A partir del siglo IV las vírgenes vestían un modesto vestido de color oscuro; se les exigía que se dedicaran a la oración (las horas canónicas), al trabajo manual y a una vida ascética. Después del siglo VIII, cuando la clausura se convirtió en la ley general para las personas consagradas a Dios, dejó de existir el motivo de esta especial consagración de personas, ya protegidas por los muros del monasterio y por su profesión religiosa. Secreto Las faltas cometidas antes o incluso después de la admisión en el monasterio dieron lugar a cuestiones muy delicadas de resolver y que se convirtieron en objeto de controversia. ¿Alguien que había perdido su virginidad debía dar a conocer el hecho a costa de su reputación? ¿Bastaba con presentarse virgen para poder recibir la consagración? (Ver por ejemplo “Theol. moralis Salmaticensium”, Q. xvi de 6 et 9 praecepto, i, n. 75; o Lessius, “De justitia”, etc., IV, ii, dub. 16.) La ceremonia se volvió más y más raros, aunque todavía se encontraron ejemplos en los siglos XIII y XIV; pero no se practicaba en las órdenes mendicantes. San Antonino lo supo en el siglo XV; mientras que San Carlos Borromeo intentó en vano revivirlo en el siglo XVI. Sólo la abadesa recibió y recibe todavía una bendición solemne.

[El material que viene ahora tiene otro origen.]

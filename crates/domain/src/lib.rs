//! # Steadfast Domain
//!
//! Data types and error taxonomy for the Steadfast API client layer.
//!
//! This crate contains:
//! - Request/response types (`RequestEnvelope`, `Fingerprint`, `ApiResponse`)
//! - Credential, offline queue and connectivity types
//! - The client-facing error taxonomy (`ApiError`)
//! - Configuration structures
//!
//! ## Architecture
//! - No dependencies on other Steadfast crates
//! - Only external dependencies allowed
//! - Pure data structures, no I/O

pub mod config;
pub mod constants;
pub mod errors;
pub mod types;

// Re-export commonly used items
pub use config::*;
pub use errors::*;
pub use types::*;
use async_trait::async_trait;
use futures::FutureExt;
use serde::de::DeserializeOwned;
use serde::Serialize;
use steadfast_common::resilience::RetryPolicy;
use steadfast_common::CacheStats;
use steadfast_core::{
    drain_queue, CredentialStore, DeduplicationRegistry, HttpRetryPolicy, NetworkMonitor,
    OfflineQueue, QueueReplayer, RequestCache, TokenRefreshCoordinator, TokenRefresher,
};
use steadfast_domain::constants::{AUTHORIZATION_HEADER, RETRY_AFTER_HEADER};
use steadfast_domain::{
    ApiError, ApiResponse, ApiResult, ClientConfig, EnqueueOptions, ErrorKind, FlushReport,
    HttpMethod, QueueItem, RequestEnvelope, SessionEvent, TokenPair,
};
use tokio::sync::{broadcast, Mutex};
use tokio::task::JoinHandle;
use tokio::time::MissedTickBehavior;
use tracing::{debug, info, instrument, warn};
use url::{form_urlencoded, Url};

use super::endpoint::{endpoint_url, EndpointResolver, EndpointSelection};
use super::refresher::HttpTokenRefresher;
use super::stage::Stage;
use crate::errors::conversions::parse_retry_after;
use crate::errors::http_status_error;
use crate::http::HttpClient;
use crate::network::WatchNetworkMonitor;
use crate::observability::{ClientMetrics, ClientMetricsSnapshot};
use crate::queue::{FileOfflineQueue, InMemoryOfflineQueue};
use crate::storage::KeychainCredentialStore;

const MIN_SWEEP_INTERVAL: Duration = Duration::from_secs(1);

#[derive(Debug, Clone, Copy, PartialEq, Eq)]
enum DispatchMode {
    /// Caller-facing request: retried, may fail over
    Live,
    /// Offline queue replay: one attempt, the queue keeps its own budget
    Replay,
}

/// Resilient API client
///
/// Cheap to clone; clones share caches, in-flight requests and session state.
#[derive(Clone)]
pub struct RequestPipeline {
    inner: Arc<PipelineInner>,
}

struct PipelineInner {
    config: ClientConfig,
    http: HttpClient,
    resolver: Arc<EndpointResolver>,
    coordinator: TokenRefreshCoordinator,
    cache: RequestCache,
    dedup: DeduplicationRegistry,
    retry: HttpRetryPolicy,
    queue: Arc<dyn OfflineQueue>,
    network: Arc<dyn NetworkMonitor>,
    metrics: ClientMetrics,
    /// Bumped whenever the session is invalidated; responses that started
    /// under an older epoch are not cached
    session_epoch: AtomicU64,
    flushing: Mutex<()>,
}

La virginidad se pierde irreparablemente por el placer sexual, experimentado de forma voluntaria y completa. “Os lo digo sin duda”, escribe San Jerónimo en su vigésimo segundo Epístola a San Eustoquio, n. 5 (PL, XXII, 397) “que aunque Dios es todopoderoso, no puede restaurar una virginidad perdida”. Un fracaso en la resolución, o incluso faltas incompletas, dejan lugar al arrepentimiento eficaz, que restablece la virtud y el derecho a la aureola. Antiguamente se exigía la virginidad como condición para entrar en algunos monasterios; hoy en día, en la mayoría de las congregaciones, es necesaria una dispensa pontificia para la acogida de las personas casadas (el Orden de la Visitación, sin embargo, está formalmente abierto a las viudas); pero ya no se requiere la integridad corporal. Si la reputación del candidato está intacta, las puertas de los monasterios están abiertas tanto a un arrepentimiento generoso como a una inocencia generosa. (Ver Monjas; Vida religiosa; los votos; Velo Religioso.)